CanCreate checks if the role can create a specific resource

func (*SessionObject) CanDelete added in v0.7.0 

func (s *SessionObject) CanDelete(resource string) bool

CanDelete checks if the role can delete a specific resource

func (*SessionObject) CanEdit added in v0.7.0 

func (s *SessionObject) CanEdit(resource string) bool

CanEdit checks if the role can edit a specific resource

func (*SessionObject) CanRead added in v0.7.0 

func (s *SessionObject) CanRead(resource string) bool

CanRead checks if the role can read a specific resource

func (*SessionObject) GetAudience 

func (s *SessionObject) GetAudience() []string

func (*SessionObject) GetData 

func (s *SessionObject) GetData() map[string]any

func (*SessionObject) GetIssuedAt 

func (s *SessionObject) GetIssuedAt() *time.Time

func (*SessionObject) GetIssuer 

func (s *SessionObject) GetIssuer() string

func (*SessionObject) GetUserID 

func (s *SessionObject) GetUserID() string

func (*SessionObject) GetUserUUID 

func (s *SessionObject) GetUserUUID() (uuid.UUID, error)

func (*SessionObject) HasRole added in v0.7.0 

func (s *SessionObject) HasRole(role string) bool

HasRole checks if the user has a specific role

func (*SessionObject) IsAtLeast added in v0.7.0 

func (s *SessionObject) IsAtLeast(minRole UserRole) bool

IsAtLeast checks if the user's role is at least the minimum required role

func (SessionObject) String 

func (s SessionObject) String() string

TODO: enable only in development!

type StateMachineOption added in v0.14.0 

type StateMachineOption func(*userStateMachine)

StateMachineOption customizes state machine construction.

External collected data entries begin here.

use crate::{SpeechToText, TranscriptionError};
use std::path::Path;
use tracing::{debug, info};
use whisper_rs::{FullParams, SamplingStrategy, WhisperContext, WhisperContextParameters};

pub struct WhisperTranscriber {
    context: WhisperContext,
    language: String,
    threads: i32,
}

impl WhisperTranscriber {
    /// Loads a ggml whisper model. Blocking and slow; do it once per process.
    pub fn new(model_path: &Path, language: &str, threads: i32) -> Result<Self, TranscriptionError> {
        info!("Loading Whisper model from {}", model_path.display());
        let path = model_path
            .to_str()
            .ok_or_else(|| TranscriptionError::ModelLoad("model path is not valid UTF-8".into()))?;
        let context = WhisperContext::new_with_params(path, WhisperContextParameters::default())
            .map_err(|e| TranscriptionError::ModelLoad(e.to_string()))?;
        info!("Whisper model loaded");

        Ok(Self {
            context,
            language: language.to_owned(),
            threads: threads.max(1),
        })
    }
}

impl SpeechToText for WhisperTranscriber {
    fn transcribe(&self, samples: &[f32]) -> Result<String, TranscriptionError> {
        debug!(
            "Transcribing {} samples ({:.1}s)",
            samples.len(),
            samples.len() as f64 / f64::from(crate::SAMPLE_RATE)
        );
        let mut params = FullParams::new(SamplingStrategy::Greedy { best_of: 1 });
        params.set_n_threads(self.threads);
        if self.language.is_empty() || self.language == "auto" {
            params.set_language(None);
        } else {
            params.set_language(Some(self.language.as_str()));
        }
        params.set_print_progress(false);
        params.set_print_realtime(false);
        params.set_print_special(false);
        params.set_print_timestamps(false);

        let mut state = self
            .context
            .create_state()
            .map_err(|e| TranscriptionError::Inference(e.to_string()))?;
        state
            .full(params, samples)
            .map_err(|e| TranscriptionError::Inference(e.to_string()))?;

        let text = state
            .as_iter()
            .map(|segment| segment.to_string().trim().to_owned())
            .filter(|s| !s.is_empty())
            .collect::<Vec<_>>()
            .join(" ");
        Ok(text)
    }
}
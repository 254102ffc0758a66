pub mod backfill;
pub mod handlers;
pub mod listener;
pub mod minio;
pub mod notification;
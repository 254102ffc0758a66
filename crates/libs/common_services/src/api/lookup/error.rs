use crate::vector_index::IndexError;
use axum::Json;
use axum::extract::multipart::MultipartError;
use axum::http::StatusCode;
use axum::response::{IntoResponse, Response};
use color_eyre::eyre;
use serde_json::json;
use thiserror::Error;
use tracing::error;

#[derive(Debug, Error)]
pub enum LookupError {
    #[error("no file was uploaded in the `file` field")]
    MissingFile,

    #[error("malformed multipart body: {0}")]
    Multipart(#[from] MultipartError),

    #[error("the uploaded file is not a decodable image: {0}")]
    InvalidImage(String),

    #[error("vector index error")]
    Index(#[from] IndexError),

    #[error("internal error")]
    Internal(#[from] eyre::Report),
}

fn log_error(error: &LookupError) {
    match error {
        LookupError::MissingFile | LookupError::Multipart(_) | LookupError::InvalidImage(_) => {}
        LookupError::Index(e) => error!("Face index query failed: {}", e),
        LookupError::Internal(e) => error!("Internal error: {:?}", e),
    }
}

impl IntoResponse for LookupError {
    fn into_response(self) -> Response {
        log_error(&self);

        let (status, error_message) = match &self {
            Self::MissingFile | Self::Multipart(_) => (StatusCode::BAD_REQUEST, self.to_string()),
            Self::InvalidImage(_) => (StatusCode::UNPROCESSABLE_ENTITY, self.to_string()),
            Self::Index(_) => (
                StatusCode::INTERNAL_SERVER_ERROR,
                "The face index could not be queried.".to_string(),
            ),
            Self::Internal(_) => (
                StatusCode::INTERNAL_SERVER_ERROR,
                "An unexpected internal error occurred.".to_string(),
            ),
        };

        let body = Json(json!({ "error": error_message }));
        (status, body).into_response()
    }
}

impl From<tokio::task::JoinError> for LookupError {
    fn from(err: tokio::task::JoinError) -> Self {
        Self::Internal(eyre::Report::new(err))
    }
}
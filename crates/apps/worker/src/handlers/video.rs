use crate::context::WorkerContext;
use crate::fence::JobFence;
use color_eyre::eyre::{Report, WrapErr, eyre};
use color_eyre::Result;
use common_services::database::jobs::{Job, JobType};
use common_services::indexing::{FaceContext, WriteFence, detect_and_embed};
use common_services::job_queue::enqueue_job;
use common_services::vector_index::{FaceIndex, is_fatal_index_error};
use common_types::{EventKind, JobOutcome, ObjectRef, TranscribePayload};
use face_engine::FaceEngine;
use media_sampler::{FrameStream, SampledFrame, SamplingMode, VideoStream, extract_audio, probe_media};
use serde_json::json;
use std::future::Future;
use std::path::Path;
use std::sync::Arc;
use tracing::{debug, info, warn};
use uuid::Uuid;

/// Anything that yields sampled frames in order.
pub trait FrameSource {
    fn next_frame(&mut self) -> impl Future<Output = Result<Option<SampledFrame>>> + Send;
}

impl FrameSource for FrameStream {
    fn next_frame(&mut self) -> impl Future<Output = Result<Option<SampledFrame>>> + Send {
        Self::next_frame(self)
    }
}

/// Faces found in one decoding pass over a video.
#[derive(Debug, Default)]
pub struct VideoPass {
    pub frames: u64,
    /// Frames whose faces could not be indexed.
    pub failed_frames: u64,
    pub ids: Vec<Uuid>,
    pub fenced: bool,
    /// Set when the decoder failed before reaching the end.
    pub decode_error: Option<Report>,
}

impl VideoPass {
    fn is_complete(&self) -> bool {
        !self.fenced && self.decode_error.is_none()
    }
}

/// Key the extracted audio of `video_key` is uploaded under.
#[must_use]
pub fn derived_audio_key(derived_prefix: &str, video_key: &str) -> String {
    format!("{derived_prefix}{video_key}.wav")
}

pub async fn handle(context: &WorkerContext, job: &Job) -> Result<JobOutcome> {
    let object = job.object();
    let Some(head) = context.store.head(&object).await? else {
        return Ok(JobOutcome::skipped("object no longer exists"));
    };

    // Removed on drop, on every exit path.
    let workdir = tempfile::tempdir().wrap_err("Failed to create a temporary directory")?;
    let extension = object.extension().unwrap_or_else(|| "bin".to_owned());
    let video_path = workdir.path().join(format!("source.{extension}"));
    context
        .store
        .download_to(&object, &video_path)
        .await
        .wrap_err_with(|| format!("Failed to download {object}"))?;

    let probe = match probe_media(&video_path).await {
        Ok(probe) => probe,
        Err(e) => {
            warn!("Cannot probe video {}: {:?}", object, e);
            return Ok(JobOutcome::error(format!("cannot open video: {e}")));
        }
    };

    let mut audio_key = None;
    if probe.has_audio && context.settings.video.extract_audio {
        match queue_transcription(context, &object, &video_path, workdir.path()).await {
            Ok(key) => audio_key = Some(key),
            Err(e) => warn!("Skipping transcription of {}: {:?}", object, e),
        }
    }

    let Some(video) = probe.video else {
        return Ok(JobOutcome::error("object has no video stream"));
    };

    let fence = JobFence::new(&context.pool, context.store.as_ref(), job.id);
    let base = FaceContext::new(object.clone(), head.metadata);
    let interval = context.settings.video.sample_interval_seconds;

    let mut ids = Vec::new();
    let mut frames = 0;
    let mut failed_frames = 0;
    let mut mode = SamplingMode::Timed;
    let mut pass = decode_pass(
        &context.engine,
        context.index.as_ref(),
        &fence,
        &video_path,
        &video,
        mode,
        interval,
        &base,
    )
    .await?;

    if let Some(e) = pass.decode_error.take().filter(|_| !pass.fenced) {
        warn!(
            "Timed decoding of {} failed after {} frame(s), falling back to every {} frame(s): {:?}",
            object,
            pass.frames,
            media_sampler::frame_stride(video.fps, interval),
            e
        );
        ids.append(&mut pass.ids);
        frames += pass.frames;
        failed_frames += pass.failed_frames;
        mode = SamplingMode::Stride;
        pass = decode_pass(
            &context.engine,
            context.index.as_ref(),
            &fence,
            &video_path,
            &video,
            mode,
            interval,
            &base,
        )
        .await?;
    }

    ids.append(&mut pass.ids);
    frames += pass.frames;
    failed_frames += pass.failed_frames;

    if pass.fenced {
        return Ok(JobOutcome::skipped("object removed while processing"));
    }
    if let Some(e) = &pass.decode_error {
        // Records of frames already indexed stay; their ids make a retry safe.
        return Ok(JobOutcome::error(format!("video could not be decoded: {e}")));
    }

    if frames > 0 && failed_frames == frames {
        return Err(eyre!("none of the {frames} sampled frame(s) of {object} could be indexed"));
    }

    // Stale records of failed frames cannot be told apart from live ones.
    let pruned = if failed_frames == 0 {
        context.index.prune(&object, &ids).await?
    } else {
        0
    };
    info!(
        "Indexed {} face(s) from {} sampled frame(s) of {} ({} failed), pruned {} stale",
        ids.len(),
        frames,
        object,
        failed_frames,
        pruned
    );
    Ok(JobOutcome::success(json!({
        "frames_sampled": frames,
        "frames_failed": failed_frames,
        "faces_indexed": ids.len(),
        "faces_pruned": pruned,
        "sampling": format!("{mode:?}").to_lowercase(),
        "transcription_audio_key": audio_key,
    })))
}

/// Extracts the audio track, uploads it next to the video and enqueues its transcription.
async fn queue_transcription(
    context: &WorkerContext,
    object: &ObjectRef,
    video_path: &Path,
    workdir: &Path,
) -> Result<String> {
    let wav_path = workdir.join("audio.wav");
    extract_audio(video_path, &wav_path).await?;

    let audio = ObjectRef::new(
        &object.bucket,
        derived_audio_key(&context.settings.object_store.derived_prefix, &object.key),
    );
    context
        .store
        .put_file(&audio, &wav_path, "audio/wav")
        .await?;

    let payload = TranscribePayload {
        audio_key: audio.key.clone(),
        source_key: object.key.clone(),
        delete_audio: true,
    };
    enqueue_job(&context.pool, &context.settings, JobType::Transcribe)
        .bucket(&audio.bucket)
        .object_key(&audio.key)
        .event_kind(EventKind::Created)
        .payload(&payload)
        .call()
        .await?;

    if let Err(e) = tokio::fs::remove_file(&wav_path).await {
        debug!("Could not remove {}: {}", wav_path.display(), e);
    }
    Ok(audio.key)
}

/// Runs one decoder over the whole video. Decoder failures are recorded in the
/// returned pass; index failures are returned as errors.
#[allow(clippy::too_many_arguments)]
async fn decode_pass(
    engine: &Arc<FaceEngine>,
    index: &dyn FaceIndex,
    fence: &dyn WriteFence,
    path: &Path,
    video: &VideoStream,
    mode: SamplingMode,
    interval_seconds: f64,
    base: &FaceContext,
) -> Result<VideoPass> {
    let mut stream = match FrameStream::open(path, video, mode, interval_seconds) {
        Ok(stream) => stream,
        Err(e) => {
            return Ok(VideoPass {
                decode_error: Some(e),
                ..VideoPass::default()
            });
        }
    };

    let mut pass = index_frames(engine, index, fence, &mut stream, base).await?;
    if pass.is_complete() {
        if let Err(e) = stream.finish().await {
            pass.decode_error = Some(e);
        }
    }
    Ok(pass)
}

/// Feeds every frame of `source` to the face pipeline, stopping early when the
/// object disappears.
///
/// A frame that cannot be indexed is counted and skipped. Only an unusable index
/// ends the pass with an error.
pub async fn index_frames<S: FrameSource>(
    engine: &Arc<FaceEngine>,
    index: &dyn FaceIndex,
    fence: &dyn WriteFence,
    source: &mut S,
    base: &FaceContext,
) -> Result<VideoPass> {
    let mut pass = VideoPass::default();
    loop {
        let frame = match source.next_frame().await {
            Ok(Some(frame)) => frame,
            Ok(None) => break,
            Err(e) => {
                pass.decode_error = Some(e);
                break;
            }
        };
        pass.frames += 1;

        let context = base.with_frame(frame.frame_index);
        let indexed = match detect_and_embed(engine, index, fence, frame.image, &context).await {
            Ok(indexed) => indexed,
            Err(e) if is_fatal_index_error(&e) => return Err(e),
            Err(e) => {
                warn!(
                    "Skipping frame {} of {}: {:?}",
                    frame.frame_index, base.object, e
                );
                pass.failed_frames += 1;
                continue;
            }
        };
        if indexed.fenced {
            pass.fenced = true;
            break;
        }
        pass.ids.extend(indexed.ids);
    }
    Ok(pass)
}

#[cfg(test)]
mod tests {
    use super::*;
    use crate::fence::ExistenceFence;
    use crate::handlers::test_support::{detected, engine_with};
    use common_services::indexing::NoFence;
    use common_services::object_store::InMemoryObjectStore;
    use common_services::vector_index::InMemoryFaceIndex;
    use common_types::{ObjectMetadata, face_record_id};
    use image::RgbImage;
    use async_trait::async_trait;
    use media_sampler::{frame_stride, sampled_frame_index};
    use std::collections::VecDeque;
    use std::sync::atomic::{AtomicUsize, Ordering};

    /// Frames from memory, optionally failing once they run out.
    struct ScriptedFrames {
        frames: VecDeque<u64>,
        fail_at_end: bool,
    }

    impl ScriptedFrames {
        fn new(indices: impl IntoIterator<Item = u64>, fail_at_end: bool) -> Self {
            Self {
                frames: indices.into_iter().collect(),
                fail_at_end,
            }
        }
    }

    impl FrameSource for ScriptedFrames {
        async fn next_frame(&mut self) -> Result<Option<SampledFrame>> {
            match self.frames.pop_front() {
                Some(frame_index) => Ok(Some(SampledFrame {
                    frame_index,
                    image: RgbImage::new(32, 32),
                })),
                None if self.fail_at_end => Err(eyre!("corrupt packet")),
                None => Ok(None),
            }
        }
    }

    fn base(key: &str) -> FaceContext {
        FaceContext::new(ObjectRef::new("scraped", key), ObjectMetadata::default())
    }

    #[tokio::test]
    async fn one_face_per_second_of_thirty_fps_video() -> Result<()> {
        let index = InMemoryFaceIndex::new(4);
        let engine = engine_with(vec![detected(1.0, 1.0, 10.0, 10.0)]);
        let stride = frame_stride(30.0, 1.0);
        let kept = (0..300).filter_map(|n| sampled_frame_index(SamplingMode::Stride, n, stride));
        let mut source = ScriptedFrames::new(kept, false);

        let pass = index_frames(&engine, &index, &NoFence, &mut source, &base("clip.mp4")).await?;

        assert_eq!(pass.frames, 10);
        assert_eq!(pass.ids.len(), 10);
        assert!(pass.is_complete());
        assert_eq!(pass.ids[1], face_record_id("scraped", "clip.mp4", Some(30), 0));
        Ok(())
    }

    #[tokio::test]
    async fn decoder_failure_keeps_earlier_frames() -> Result<()> {
        let index = InMemoryFaceIndex::new(4);
        let engine = engine_with(vec![detected(1.0, 1.0, 10.0, 10.0)]);
        let mut source = ScriptedFrames::new([0, 30, 60], true);

        let pass = index_frames(&engine, &index, &NoFence, &mut source, &base("clip.mp4")).await?;

        assert_eq!(pass.frames, 3);
        assert!(pass.decode_error.is_some());
        assert_eq!(index.count_for(&ObjectRef::new("scraped", "clip.mp4")).await?, 3);
        Ok(())
    }

    #[tokio::test]
    async fn deleted_video_stops_sampling() -> Result<()> {
        let store = InMemoryObjectStore::new();
        let index = InMemoryFaceIndex::new(4);
        let engine = engine_with(vec![detected(1.0, 1.0, 10.0, 10.0)]);
        let mut source = ScriptedFrames::new([0, 30, 60], false);

        let pass = index_frames(
            &engine,
            &index,
            &ExistenceFence(&store),
            &mut source,
            &base("deleted.mp4"),
        )
        .await?;

        assert!(pass.fenced);
        assert_eq!(pass.frames, 1);
        assert_eq!(index.upsert_calls(), 0);
        Ok(())
    }

    /// Fails the `fail_on`-th write check, allows all others.
    struct FlakyFence {
        calls: AtomicUsize,
        fail_on: usize,
    }

    #[async_trait]
    impl WriteFence for FlakyFence {
        async fn allows_write(&self, _object: &ObjectRef) -> Result<bool> {
            let call = self.calls.fetch_add(1, Ordering::SeqCst) + 1;
            if call == self.fail_on {
                return Err(eyre!("connection reset"));
            }
            Ok(true)
        }
    }

    #[tokio::test]
    async fn failing_frame_is_skipped() -> Result<()> {
        let index = InMemoryFaceIndex::new(4);
        let engine = engine_with(vec![detected(1.0, 1.0, 10.0, 10.0)]);
        // Each frame checks the fence before and after its write; the third
        // check belongs to the second frame.
        let fence = FlakyFence {
            calls: AtomicUsize::new(0),
            fail_on: 3,
        };
        let mut source = ScriptedFrames::new([0, 30, 60], false);

        let pass = index_frames(&engine, &index, &fence, &mut source, &base("clip.mp4")).await?;

        assert_eq!(pass.frames, 3);
        assert_eq!(pass.failed_frames, 1);
        assert!(pass.decode_error.is_none());
        assert_eq!(
            pass.ids,
            vec![
                face_record_id("scraped", "clip.mp4", Some(0), 0),
                face_record_id("scraped", "clip.mp4", Some(60), 0),
            ]
        );
        Ok(())
    }

    #[tokio::test]
    async fn unusable_index_ends_the_pass() {
        let index = InMemoryFaceIndex::new(8);
        let engine = engine_with(vec![detected(1.0, 1.0, 10.0, 10.0)]);
        let mut source = ScriptedFrames::new([0, 30, 60], false);

        let result = index_frames(&engine, &index, &NoFence, &mut source, &base("clip.mp4")).await;

        assert!(result.is_err_and(|e| is_fatal_index_error(&e)));
    }

    #[test]
    fn audio_is_stored_under_the_derived_prefix() {
        assert_eq!(
            derived_audio_key("_derived/", "videos/talk.mp4"),
            "_derived/videos/talk.mp4.wav"
        );
    }
}
use crate::api_state::ApiContext;
use crate::lookup::handlers::lookup_face;
use axum::{Router, routing::post};

pub fn lookup_public_router() -> Router<ApiContext> {
    Router::new().route("/lookup", post(lookup_face))
}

func WithStateMachineActivitySink added in v0.14.0 

func WithStateMachineActivitySink(sink ActivitySink) StateMachineOption

WithStateMachineActivitySink sets the ActivitySink used to publish lifecycle events.

func WithStateMachineClock added in v0.14.0 

func WithStateMachineClock(clock func() time.Time) StateMachineOption

WithStateMachineClock injects a custom clock (useful for tests).

func WithStateMachineHookErrorHandler added in v0.15.0 

func WithStateMachineHookErrorHandler(handler HookErrorHandler) StateMachineOption

WithStateMachineHookErrorHandler overrides how hook failures are propagated. Provide a handler to convert hook errors into domain-specific responses, otherwise the default handler panics with guidance for developers.

func WithStateMachineLogger added in v0.14.0 

func WithStateMachineLogger(logger Logger) StateMachineOption

WithStateMachineLogger overrides the logger used for sink failures.

func WithStateMachineLoggerProvider added in v0.31.0 

func WithStateMachineLoggerProvider(provider LoggerProvider) StateMachineOption

WithStateMachineLoggerProvider overrides the logger provider used by the state machine.

type StatusUpdateOption added in v0.14.0 

type StatusUpdateOption func(*User)

StatusUpdateOption allows callers to mutate the user record before persisting status changes.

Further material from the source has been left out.